What is needed is each line of the data below that holds the string "protocol".

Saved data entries
▶

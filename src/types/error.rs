//! Error types for the value transfer protocol
//!
//! This module defines all error types that can occur while coordinating a
//! transfer. Errors are designed to be descriptive for logs and to map onto
//! the problem report codes sent to protocol peers.
//!
//! # Error Categories
//!
//! - **Validation Errors**: Amount mismatch, DID mismatch, expired deadline, unknown or
//!   duplicate note, non-positive amount
//! - **State Errors**: Operation not allowed in the current transaction state
//! - **Delivery Errors**: The transport could not reach a DID
//! - **Timeout Errors**: A caller's wait elapsed before a terminal state was observed
//! - **Programmer Errors**: Missing records, invalid configuration, lock misuse

use rust_decimal::Decimal;
use thiserror::Error;

use super::message::codes;
use super::transaction::{Did, TransactionState};

/// Error returned by a transport channel
#[derive(Debug, Clone, PartialEq, Eq, Error)]
pub enum DeliveryError {
    /// No route to the recipient DID
    #[error("No route to {did}")]
    Unreachable { did: String },

    /// The recipient's channel has shut down
    #[error("Channel to {did} is closed")]
    ChannelClosed { did: String },
}

/// Main error type for the value transfer core
///
/// This enum represents all possible errors that can occur while creating
/// or processing protocol messages. Each variant includes relevant context
/// to help diagnose and resolve the issue.
#[derive(Debug, Clone, PartialEq, Error)]
pub enum ValueTransferError {
    /// No record exists for the transaction
    ///
    /// For inbound non-initiating messages this means the message is dropped.
    #[error("Transaction {id} not found for {operation}")]
    TransactionNotFound {
        /// Transaction ID that was not found
        id: String,
        /// Operation that failed
        operation: String,
    },

    /// A record with this id already exists
    #[error("Duplicate transaction {id}")]
    DuplicateTransaction { id: String },

    /// The operation's state precondition does not hold
    #[error("Transaction {id} is in state {state}, cannot {operation}")]
    InvalidState {
        id: String,
        state: TransactionState,
        operation: String,
    },

    /// The transaction already reached `Completed` or `Failed`
    #[error("Transaction {id} is already terminal ({state})")]
    Terminal { id: String, state: TransactionState },

    /// A message arrived from a DID other than the expected counterpart
    #[error("DID mismatch on transaction {id}: expected {expected}, got {actual}")]
    DidMismatch {
        id: String,
        expected: Did,
        actual: Did,
    },

    /// Amounts disagree (request vs offer, or notes in vs notes out)
    #[error("Amount mismatch on transaction {id}: expected {expected}, got {actual}")]
    AmountMismatch {
        id: String,
        expected: Decimal,
        actual: Decimal,
    },

    /// Wallet cannot cover the requested amount
    #[error("Insufficient funds: available {available}, requested {requested}")]
    InsufficientFunds {
        available: Decimal,
        requested: Decimal,
    },

    /// Amount is zero or negative
    #[error("Invalid amount {amount}")]
    InvalidAmount { amount: Decimal },

    /// The same note id appears twice in one note list
    #[error("Note {note} appears more than once in transaction {id}")]
    DuplicateNote { id: String, note: String },

    /// A note is unknown to the ledger or not owned by the claimed holder
    #[error("Note {note} is not spendable by {owner}")]
    UnknownNote { note: String, owner: Did },

    /// A negotiated deadline has passed
    #[error("Transaction {id} expired at the {stage} stage")]
    Expired { id: String, stage: String },

    /// A required party is not known yet
    #[error("Transaction {id} has no {party} DID")]
    MissingParty { id: String, party: String },

    /// Transport send failed; the transaction stays in its pre-send state
    #[error("Delivery failed: {0}")]
    Delivery(#[from] DeliveryError),

    /// A caller's wait elapsed; the protocol outcome is unknown, not failed
    #[error("Timed out after {waited_ms}ms waiting on {id}")]
    Timeout { id: String, waited_ms: u64 },

    /// Configuration rejected at startup
    #[error("Invalid configuration: {message}")]
    InvalidConfig { message: String },

    /// A lock guard was presented for a different key
    #[error("Lock held for {held} cannot be used for {requested}")]
    LockMismatch { held: String, requested: String },
}

// Helper functions for creating common errors

impl ValueTransferError {
    /// Create a TransactionNotFound error
    pub fn transaction_not_found(id: impl ToString, operation: &str) -> Self {
        ValueTransferError::TransactionNotFound {
            id: id.to_string(),
            operation: operation.to_string(),
        }
    }

    /// Create an InvalidState error
    pub fn invalid_state(id: impl ToString, state: TransactionState, operation: &str) -> Self {
        ValueTransferError::InvalidState {
            id: id.to_string(),
            state,
            operation: operation.to_string(),
        }
    }

    /// Create a DidMismatch error
    pub fn did_mismatch(id: impl ToString, expected: &Did, actual: &Did) -> Self {
        ValueTransferError::DidMismatch {
            id: id.to_string(),
            expected: expected.clone(),
            actual: actual.clone(),
        }
    }

    /// Create an AmountMismatch error
    pub fn amount_mismatch(id: impl ToString, expected: Decimal, actual: Decimal) -> Self {
        ValueTransferError::AmountMismatch {
            id: id.to_string(),
            expected,
            actual,
        }
    }

    /// Create an InsufficientFunds error
    pub fn insufficient_funds(available: Decimal, requested: Decimal) -> Self {
        ValueTransferError::InsufficientFunds {
            available,
            requested,
        }
    }

    /// Create an Expired error
    pub fn expired(id: impl ToString, stage: &str) -> Self {
        ValueTransferError::Expired {
            id: id.to_string(),
            stage: stage.to_string(),
        }
    }

    /// Create a MissingParty error
    pub fn missing_party(id: impl ToString, party: &str) -> Self {
        ValueTransferError::MissingParty {
            id: id.to_string(),
            party: party.to_string(),
        }
    }

    /// Create an InvalidConfig error
    pub fn invalid_config(message: impl Into<String>) -> Self {
        ValueTransferError::InvalidConfig {
            message: message.into(),
        }
    }

    /// Problem report code sent to peers when this error fails a transaction
    pub fn problem_code(&self) -> &'static str {
        match self {
            ValueTransferError::DidMismatch { .. } => codes::DID_MISMATCH,
            ValueTransferError::AmountMismatch { .. } => codes::AMOUNT_MISMATCH,
            ValueTransferError::InsufficientFunds { .. } => codes::INSUFFICIENT_FUNDS,
            ValueTransferError::UnknownNote { .. } => codes::UNKNOWN_NOTE,
            ValueTransferError::InvalidAmount { .. } => codes::INVALID_AMOUNT,
            ValueTransferError::DuplicateNote { .. } => codes::DUPLICATE_NOTE,
            ValueTransferError::Expired { .. } => codes::EXPIRED,
            ValueTransferError::InvalidState { .. } | ValueTransferError::Terminal { .. } => {
                codes::INVALID_STATE
            }
            _ => codes::INTERNAL,
        }
    }

    /// Whether this error should fail the transaction it occurred on
    ///
    /// Validation errors are fatal to the transaction; delivery and timeout
    /// errors are surfaced to the caller and leave the transaction untouched.
    pub fn is_validation(&self) -> bool {
        matches!(
            self,
            ValueTransferError::DidMismatch { .. }
                | ValueTransferError::AmountMismatch { .. }
                | ValueTransferError::InsufficientFunds { .. }
                | ValueTransferError::InvalidAmount { .. }
                | ValueTransferError::DuplicateNote { .. }
                | ValueTransferError::UnknownNote { .. }
                | ValueTransferError::Expired { .. }
                | ValueTransferError::MissingParty { .. }
        )
    }
}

◀

**Final answer:**
//! Error types for the value transfer protocol
//! the problem report codes sent to protocol peers.
/// or processing protocol messages. Each variant includes relevant context
    /// A caller's wait elapsed; the protocol outcome is unknown, not failed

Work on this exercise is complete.